Comment peut-il alors prétendre ne pas être consulté sur les projets prévus ?

 De plus, en refusant de répondre aux appels téléphoniques du ministre, gouverneur, il adopte une posture belliqueuse qui ne fait qu’amplifier les tensions. Pourquoi la loi de 2003 est-elle devenue inapplicable ?

  • Principe de libre administration (Article 136 de la Constitution)
  • La Constitution de 2016 garantit aux collectivités un droit de consultation, mais dans le cadre du CGCTD, et non via une loi de 2003.
  • Dispositions du CGCTD
  • Article 52 : L’État veille à la cohérence des politiques publiques et au respect des compétences des collectivités territoriales.
  • Article 60 : Les collectivités territoriales coopèrent avec l’État dans la mise en œuvre des projets locaux.
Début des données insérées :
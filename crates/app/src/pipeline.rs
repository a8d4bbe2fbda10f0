//! The stitching pipeline's state as far as the UI is concerned: progress,
//! matches and panos.

use egui::Context;

use gui::{Action, MatchSummary, PanoSummary, ProgressReport, ProgressStage};

use crate::catalog::ImageCatalog;

/// What the user picked with a "Show" button.
#[derive(Debug, Clone, Copy, PartialEq, Eq, Hash)]
pub enum Selection {
    Match(usize),
    Pano(usize),
}

impl Selection {
    /// The selection a "Show" action asks for.
    pub fn from_action(action: Action) -> Option<Self> {
        match action {
            Action::ShowMatch(index) => Some(Selection::Match(index)),
            Action::ShowPano(index) => Some(Selection::Pano(index)),
            _ => None,
        }
    }

    pub fn match_index(self) -> Option<usize> {
        match self {
            Selection::Match(index) => Some(index),
            Selection::Pano(_) => None,
        }
    }

    pub fn pano_index(self) -> Option<usize> {
        match self {
            Selection::Pano(index) => Some(index),
            Selection::Match(_) => None,
        }
    }
}

/// Results of the pipeline. Without a stitcher attached these stay empty
/// unless sample data was asked for.
#[derive(Debug, Default)]
pub struct PipelineState {
    matches: Vec<MatchSummary>,
    panos: Vec<PanoSummary>,
}

impl PipelineState {
    /// Made-up matches and panos over `num_images` images: every image is
    /// matched with the next one, and consecutive runs of
    /// [Self::SAMPLE_PANO_LEN] images form a pano.
    pub fn sample(num_images: usize) -> Self {
        let matches = (1..num_images)
            .map(|id2| MatchSummary {
                id1: id2 - 1,
                id2,
                inlier_count: 40 + (id2 * 37) % 160,
            })
            .collect();

        let ids: Vec<usize> = (0..num_images).collect();
        let panos = ids
            .chunks(Self::SAMPLE_PANO_LEN)
            .filter(|chunk| chunk.len() > 1)
            .map(|chunk| PanoSummary {
                ids: chunk.to_vec(),
                exported: false,
            })
            .collect();

        Self { matches, panos }
    }

    const SAMPLE_PANO_LEN: usize = 3;

    pub fn matches(&self) -> &[MatchSummary] {
        &self.matches
    }

    pub fn panos(&self) -> &[PanoSummary] {
        &self.panos
    }

    pub fn match_at(&self, index: usize) -> Option<&MatchSummary> {
        self.matches.get(index)
    }

    pub fn pano_at(&self, index: usize) -> Option<&PanoSummary> {
        self.panos.get(index)
    }

    /// Flags the pano as exported, returning `false` if there's no such pano.
    pub fn mark_exported(&mut self, index: usize) -> bool {
        match self.panos.get_mut(index) {
            Some(pano) => {
                pano.exported = true;
                true
            }
            None => false,
        }
    }

    /// The progress to show this frame. Only image loading is tracked since
    /// nothing else runs in-process.
    pub fn progress(&self, catalog: &ImageCatalog, ctx: &Context) -> ProgressReport {
        ProgressReport::new(
            ProgressStage::LoadingImages,
            catalog.finished_loads(ctx),
            catalog.len(),
        )
    }
}

#[cfg(test)]
mod tests {
    use super::*;

    #[test]
    fn show_actions_select() {
        assert_eq!(
            Selection::from_action(Action::ShowMatch(2)),
            Some(Selection::Match(2))
        );
        assert_eq!(
            Selection::from_action(Action::ShowPano(0)),
            Some(Selection::Pano(0))
        );
        assert_eq!(Selection::from_action(Action::Export), None);
    }

    #[test]
    fn selection_indices() {
        assert_eq!(Selection::Match(3).match_index(), Some(3));
        assert_eq!(Selection::Match(3).pano_index(), None);
        assert_eq!(Selection::Pano(1).pano_index(), Some(1));
        assert_eq!(Selection::Pano(1).match_index(), None);
    }

    #[test]
    fn too_few_images_for_samples() {
        for n in [0, 1] {
            let state = PipelineState::sample(n);
            assert!(state.matches().is_empty());
            assert!(state.panos().is_empty());
        }
    }

    #[test]
    fn sample_ids_stay_in_range() {
        let state = PipelineState::sample(7);

        assert_eq!(state.matches().len(), 6);
        assert!(
            state
                .matches()
                .iter()
                .all(|m| m.id1 < 7 && m.id2 < 7 && m.id1 + 1 == m.id2)
        );

        // The last image is left alone, a pano needs at least two.
        let pano_ids: Vec<_> = state.panos().iter().map(|pano| pano.ids.clone()).collect();
        assert_eq!(pano_ids, [vec![0, 1, 2], vec![3, 4, 5]]);
    }

    #[test]
    fn exporting_flags_the_pano() {
        let mut state = PipelineState::sample(3);
        assert!(!state.panos()[0].exported);

        assert!(state.mark_exported(0));
        assert!(state.panos()[0].exported);
        assert!(!state.mark_exported(1));
    }
}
Aucune de ces dispositions ne reprend explicitement l’obligation de consultation préalable de la loi de 2003, ce qui confirme son abrogation implicite.

Un faux débat juridique à visée politique ?

 En contestant l’initiative du District avec un texte abrogé, en refusant de dialoguer avec Cissé Bacongo, Emmou Sylvestre donne l’impression politiser ou d’instrumentaliser une question de droit, mais aussi d’argent car la gestion du foncier au quartier Abattoir nourrit les appétits financiers de tous les protagonistes. Or, cette question n’a pas été créée par Cissé Bacongo : avant lui, au moins deux de ses prédécesseurs, Amondji Pierre et Robert Beugré Mambé, ont tenu la même position sur la propriété du quartier Abattoir de Port-Bouët. Selon eux , la zone appartient bel et bien au District.

Un argumentaire fragile basé sur une loi abrogée

 L’analyse montre que l’argumentation du maire de Port-Bouët repose sur un texte désormais inapplicable. Le CGCTD de 2018 a réorganisé l’ensemble des relations entre l’État et les collectivités, rendant la loi de 2003 caduque. De plus, opposer un décret à une loi est une infidélité au droit selon l’expression du maire lui-même, qui aurait dû éviter ce faux raisonnement, même si la loi qu’il conteste date de l’époque coloniale. Dans le système juridique ivoirien, certaines lois et décrets coloniaux continuent d’avoir des effets, tant qu’ils ne sont pas expressément abrogés ou remplacés. Un décret ne peut pas primer sur une loi.

Une instrumentalisation politique du droit

Loin d’être un simple débat juridique, cette polémique illustre une tentative d’instrumentalisation du droit à des fins politiques. À ce jour, la propriété du quartier Abattoir n’a jamais été véritablement ou définitivement établie par un titre foncier en faveur de la mairie, depuis 1980, malgré le décret de 1980. Ainsi, tant qu’aucun titre foncier n’est produit, cette polémique restera un combat politique sans fondement juridique solide.

Source : Afrikipresse.fr

Légende photo : Le ministre-gouverneur du District autonome d’Abidjan, Cissé Bacongo.